Seit November 2023 steht Frank Masurat an der Spitze des neuen ADFC-Bundesvorstands. Im Interview erzählt er, was er sich für die nächsten zwei Jahre vorgenommen hat und wie der ADFC sich in Zeiten multipler Krisen aufstellen muss.

Porträt des ADFC-Bundesvorsitzenden Frank Masurat.
ADFC-Bundesvorsitzender Frank Masurat. © ADFC / Deckbar

Seit November 2023 bist du ADFC-Bundesvorsitzender. Was war deine Motivation zu kandidieren?

Über einen Zeitraum von zehn Jahren war ich im Vorstand des ADFC Berlin tätig. In dieser Zeit habe ich das Berliner Mobilitätsgesetz mitentwickelt, seine Umsetzung begleitet und vorangetrieben. Dabei habe ich gesehen, wo die Probleme liegen: langsam agierende Verwaltungen, Personalmangel, unzureichendes Budget für den Radverkehr und die Einschränkungen des aktuellen Straßenverkehrsgesetzes (StVG). Das StVG setzt sehr enge Grenzen und erschwert damit die Verkehrswende auf kommunaler Ebene deutlich.
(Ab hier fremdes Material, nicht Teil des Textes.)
use alloy_primitives::B256;
use blst::min_pk::SecretKey as BlstSecretKey;
use ssz_types::FixedVector;

use crate::{
    PrivateKey, PubKey, constants::DST, errors::BLSError, signature::BLSSignature,
    traits::Signable,
};

impl PrivateKey {
    /// Derives a key from input keying material (at least 32 bytes) per the `KeyGen` procedure.
    pub fn from_ikm(ikm: &[u8]) -> Result<Self, BLSError> {
        let secret_key = BlstSecretKey::key_gen(ikm, &[])?;
        Ok(Self {
            inner: B256::from(secret_key.to_bytes()),
        })
    }

    pub fn public_key(&self) -> Result<PubKey, BLSError> {
        Ok(self.to_blst_secret_key()?.sk_to_pk().into())
    }

    fn to_blst_secret_key(&self) -> Result<BlstSecretKey, BLSError> {
        BlstSecretKey::from_bytes(self.inner.as_slice()).map_err(|_| BLSError::InvalidPrivateKey)
    }
}

impl Signable for PrivateKey {
    type Error = BLSError;

    fn sign(&self, message: &[u8]) -> Result<BLSSignature, Self::Error> {
        let signature = self.to_blst_secret_key()?.sign(message, DST, &[]);
        Ok(BLSSignature {
            inner: FixedVector::from(signature.to_bytes().to_vec()),
        })
    }
}
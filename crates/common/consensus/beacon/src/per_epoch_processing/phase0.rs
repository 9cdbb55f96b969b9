use std::mem;

use ream_consensus_misc::{
    constants::{
        BASE_REWARD_FACTOR, BASE_REWARDS_PER_EPOCH, INACTIVITY_PENALTY_QUOTIENT,
        PROPORTIONAL_SLASHING_MULTIPLIER, PROPOSER_REWARD_QUOTIENT,
    },
    pending_attestation::PendingAttestation,
};
use ream_network_spec::fork_name::ForkName;
use rayon::prelude::*;

use super::ForkVariant;
use crate::{
    attester_status::{
        AttesterStatus, CURRENT_EPOCH_SHIFT, PREVIOUS_EPOCH_HEAD, PREVIOUS_EPOCH_SOURCE,
        PREVIOUS_EPOCH_TARGET,
    },
    beacon_state::BeaconState,
    epoch_cache::EpochProcessCache,
    errors::{BeaconStateError, EpochProcessingError},
};

/// Pending attestation lists, rewards per vote component.
pub struct Phase0;

#[derive(Debug, Clone, Copy, PartialEq, Eq, Default)]
struct Delta {
    reward: u64,
    penalty: u64,
}

impl Delta {
    fn reward(&mut self, amount: u64) -> Result<(), BeaconStateError> {
        self.reward = self
            .reward
            .checked_add(amount)
            .ok_or(BeaconStateError::ArithmeticOverflow("reward"))?;
        Ok(())
    }

    fn penalize(&mut self, amount: u64) -> Result<(), BeaconStateError> {
        self.penalty = self
            .penalty
            .checked_add(amount)
            .ok_or(BeaconStateError::ArithmeticOverflow("penalty"))?;
        Ok(())
    }
}

/// Flags earned by a pending attestation, given as previous-epoch bits.
fn attestation_flags(
    state: &BeaconState,
    attestation: &PendingAttestation,
    epoch: u64,
) -> Result<u8, BeaconStateError> {
    let mut flags = PREVIOUS_EPOCH_SOURCE;
    if attestation.data.target.root == state.get_block_root(epoch)? {
        flags |= PREVIOUS_EPOCH_TARGET;
        if attestation.data.beacon_block_root
            == state.get_block_root_at_slot(attestation.data.slot)?
        {
            flags |= PREVIOUS_EPOCH_HEAD;
        }
    }
    Ok(flags)
}

impl Phase0 {
    pub fn get_base_reward(effective_balance: u64, cache: &EpochProcessCache) -> u64 {
        effective_balance * BASE_REWARD_FACTOR
            / cache.sqrt_total_active_balance
            / BASE_REWARDS_PER_EPOCH
    }

    /// Source, target, head and inactivity deltas of one validator. Inclusion rewards involve the
    /// proposer and are added separately.
    fn validator_delta(
        status: &AttesterStatus,
        effective_balance: u64,
        cache: &EpochProcessCache,
    ) -> Result<Delta, BeaconStateError> {
        let mut delta = Delta::default();
        if !status.is_eligible() {
            return Ok(delta);
        }
        let base_reward = Self::get_base_reward(effective_balance, cache);

        for (flag, attesting_increments) in [
            (PREVIOUS_EPOCH_SOURCE, cache.previous_epoch_source_increments),
            (PREVIOUS_EPOCH_TARGET, cache.previous_epoch_target_increments),
            (PREVIOUS_EPOCH_HEAD, cache.previous_epoch_head_increments),
        ] {
            if status.is_unslashed_and(flag) {
                if cache.is_in_inactivity_leak {
                    // Optimal participation is fully rewarded to cancel the inactivity penalty
                    delta.reward(base_reward)?;
                } else {
                    delta.reward(
                        base_reward * attesting_increments / cache.total_active_increments,
                    )?;
                }
            } else {
                delta.penalize(base_reward)?;
            }
        }

        if cache.is_in_inactivity_leak {
            // If validator is performing optimally this cancels all rewards for a neutral balance
            delta.penalize(
                BASE_REWARDS_PER_EPOCH * base_reward - base_reward / PROPOSER_REWARD_QUOTIENT,
            )?;
            if !status.is_unslashed_and(PREVIOUS_EPOCH_TARGET) {
                let penalty = effective_balance
                    .checked_mul(cache.finality_delay)
                    .ok_or(BeaconStateError::ArithmeticOverflow("inactivity penalty"))?
                    / INACTIVITY_PENALTY_QUOTIENT;
                delta.penalize(penalty)?;
            }
        }
        Ok(delta)
    }
}

impl ForkVariant for Phase0 {
    const FORK: ForkName = ForkName::Phase0;

    fn update_attester_statuses(
        state: &BeaconState,
        cache: &mut EpochProcessCache,
    ) -> Result<(), EpochProcessingError> {
        let pending = state.pending_attestations()?;
        for attestation in pending.previous_epoch_attestations.iter() {
            let flags = attestation_flags(state, attestation, cache.previous_epoch)?;
            let attesting_indices =
                state.get_attesting_indices(&attestation.data, &attestation.aggregation_bits)?;
            for index in attesting_indices {
                let status = cache
                    .statuses
                    .get_mut(index as usize)
                    .ok_or(BeaconStateError::UnknownValidator(index))?;
                status.set(flags);
                status.record_inclusion(attestation.inclusion_delay, attestation.proposer_index);
            }
        }
        for attestation in pending.current_epoch_attestations.iter() {
            let flags = attestation_flags(state, attestation, cache.current_epoch)?
                << CURRENT_EPOCH_SHIFT;
            let attesting_indices =
                state.get_attesting_indices(&attestation.data, &attestation.aggregation_bits)?;
            for index in attesting_indices {
                cache
                    .statuses
                    .get_mut(index as usize)
                    .ok_or(BeaconStateError::UnknownValidator(index))?
                    .set(flags);
            }
        }
        Ok(())
    }

    fn compute_rewards(
        state: &BeaconState,
        cache: &EpochProcessCache,
    ) -> Result<Vec<u64>, EpochProcessingError> {
        let mut deltas = cache
            .statuses
            .par_iter()
            .zip(state.validators.par_iter())
            .map(|(status, validator)| {
                Self::validator_delta(status, validator.effective_balance, cache)
            })
            .collect::<Result<Vec<Delta>, BeaconStateError>>()?;

        // Proposer and inclusion delay micro-rewards
        for (index, (status, validator)) in
            cache.statuses.iter().zip(state.validators.iter()).enumerate()
        {
            let Some(proposer_index) = status.proposer_index else {
                continue;
            };
            if !status.is_unslashed_and(PREVIOUS_EPOCH_SOURCE) {
                continue;
            }
            let base_reward = Self::get_base_reward(validator.effective_balance, cache);
            let proposer_reward = base_reward / PROPOSER_REWARD_QUOTIENT;
            deltas
                .get_mut(proposer_index as usize)
                .ok_or(BeaconStateError::UnknownValidator(proposer_index))?
                .reward(proposer_reward)?;
            let max_attester_reward = base_reward - proposer_reward;
            let attester_reward = max_attester_reward
                .checked_div(status.inclusion_delay)
                .ok_or(BeaconStateError::ArithmeticOverflow("inclusion delay"))?;
            deltas[index].reward(attester_reward)?;
        }

        deltas
            .par_iter()
            .zip(state.balances.par_iter())
            .map(|(delta, balance)| -> Result<u64, EpochProcessingError> {
                Ok(balance
                    .checked_add(delta.reward)
                    .ok_or(BeaconStateError::ArithmeticOverflow("balance"))?
                    .saturating_sub(delta.penalty))
            })
            .collect()
    }

    fn proportional_slashing_multiplier() -> u64 {
        PROPORTIONAL_SLASHING_MULTIPLIER
    }

    fn rotate_participation(state: &mut BeaconState) -> Result<(), EpochProcessingError> {
        let pending = state.pending_attestations_mut()?;
        pending.previous_epoch_attestations = mem::take(&mut pending.current_epoch_attestations);
        Ok(())
    }
}

#[cfg(test)]
mod tests {
    use ream_consensus_misc::{
        attestation_data::AttestationData,
        checkpoint::Checkpoint,
        constants::{MAX_EFFECTIVE_BALANCE, SLOTS_PER_EPOCH},
    };
    use ream_network_spec::networks::initialize_test_network_spec;
    use ssz_types::BitList;

    use super::*;
    use crate::genesis::{interop_genesis_state, interop_secret_keys};

    fn state_at_end_of_epoch(epoch: u64) -> BeaconState {
        initialize_test_network_spec();
        let mut state = interop_genesis_state(&interop_secret_keys(4), ForkName::Phase0)
            .expect("genesis should build");
        state.slot = epoch * SLOTS_PER_EPOCH + SLOTS_PER_EPOCH - 1;
        state
    }

    /// One pending attestation per past slot of ``epoch`` with every committee member
    /// participating.
    fn full_participation(state: &BeaconState, epoch: u64) -> Vec<PendingAttestation> {
        (epoch * SLOTS_PER_EPOCH..(epoch + 1) * SLOTS_PER_EPOCH)
            .filter(|slot| *slot < state.slot)
            .map(|slot| {
                let committee = state.get_beacon_committee(slot, 0).unwrap();
                let mut aggregation_bits = BitList::with_capacity(committee.len()).unwrap();
                for i in 0..committee.len() {
                    aggregation_bits.set(i, true).unwrap();
                }
                PendingAttestation {
                    aggregation_bits,
                    data: AttestationData {
                        slot,
                        index: 0,
                        beacon_block_root: state.get_block_root_at_slot(slot).unwrap(),
                        source: state.previous_justified_checkpoint,
                        target: Checkpoint {
                            epoch,
                            root: state.get_block_root(epoch).unwrap(),
                        },
                    },
                    inclusion_delay: 1,
                    proposer_index: 0,
                }
            })
            .collect()
    }

    #[test]
    fn test_missing_votes_are_penalized() {
        let state = state_at_end_of_epoch(3);
        let cache = EpochProcessCache::new(&state).unwrap();
        assert!(!cache.is_in_inactivity_leak);

        let balances = Phase0::compute_rewards(&state, &cache).unwrap();
        let base_reward = Phase0::get_base_reward(MAX_EFFECTIVE_BALANCE, &cache);
        assert!(
            balances
                .iter()
                .all(|balance| *balance == MAX_EFFECTIVE_BALANCE - 3 * base_reward)
        );
    }

    #[test]
    fn test_full_participation_rewards() {
        let mut state = state_at_end_of_epoch(3);
        let attestations = full_participation(&state, 2);
        state.pending_attestations_mut().unwrap().previous_epoch_attestations =
            attestations.into();

        let cache = EpochProcessCache::new(&state).unwrap();
        assert!(cache.statuses.iter().all(|status| status.has(
            PREVIOUS_EPOCH_SOURCE | PREVIOUS_EPOCH_TARGET | PREVIOUS_EPOCH_HEAD
        ) && status.inclusion_delay == 1));
        assert_eq!(cache.previous_epoch_target_increments, 4 * 32);

        let balances = Phase0::compute_rewards(&state, &cache).unwrap();
        let base_reward = Phase0::get_base_reward(MAX_EFFECTIVE_BALANCE, &cache);
        let proposer_reward = base_reward / PROPOSER_REWARD_QUOTIENT;
        let attester = MAX_EFFECTIVE_BALANCE + 3 * base_reward + base_reward - proposer_reward;
        assert_eq!(balances[0], attester + 4 * proposer_reward);
        assert_eq!(&balances[1..], &[attester; 3]);
    }

    #[test]
    fn test_leak_penalizes_non_target() {
        let mut state = state_at_end_of_epoch(10);
        state.validators[3].slashed = true;
        let cache = EpochProcessCache::new(&state).unwrap();
        assert!(cache.is_in_inactivity_leak);
        let base_reward = Phase0::get_base_reward(MAX_EFFECTIVE_BALANCE, &cache);

        let balances = Phase0::compute_rewards(&state, &cache).unwrap();
        let penalty = 3 * base_reward + BASE_REWARDS_PER_EPOCH * base_reward
            - base_reward / PROPOSER_REWARD_QUOTIENT
            + MAX_EFFECTIVE_BALANCE * cache.finality_delay / INACTIVITY_PENALTY_QUOTIENT;
        assert!(balances.iter().all(|balance| *balance == MAX_EFFECTIVE_BALANCE - penalty));
    }

    #[test]
    fn test_rotation_moves_current_to_previous() {
        let mut state = state_at_end_of_epoch(3);
        let attestations = full_participation(&state, 3);
        state.pending_attestations_mut().unwrap().current_epoch_attestations =
            attestations.clone().into();

        Phase0::rotate_participation(&mut state).unwrap();
        let pending = state.pending_attestations().unwrap();
        assert_eq!(pending.previous_epoch_attestations.to_vec(), attestations);
        assert!(pending.current_epoch_attestations.is_empty());
    }
}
Ich habe als ADFC-Bundesvorsitzender kandidiert, um auf Bundesebene die Rahmenbedingungen mit einem neuen Straßenverkehrsgesetz und einer überarbeiteten Straßenverkehrs-Ordnung zu verbessern. Damit die Verkehrswende in den Kommunen schnell umgesetzt werden kann und effizienter qualitativ hochwertige Radwege gebaut werden können.

Das Fahrrad ist Teil der Lösung für die Klimakrise

Was hast du dir für die nächsten zwei Jahre als Bundesvorsitzender vorgenommen?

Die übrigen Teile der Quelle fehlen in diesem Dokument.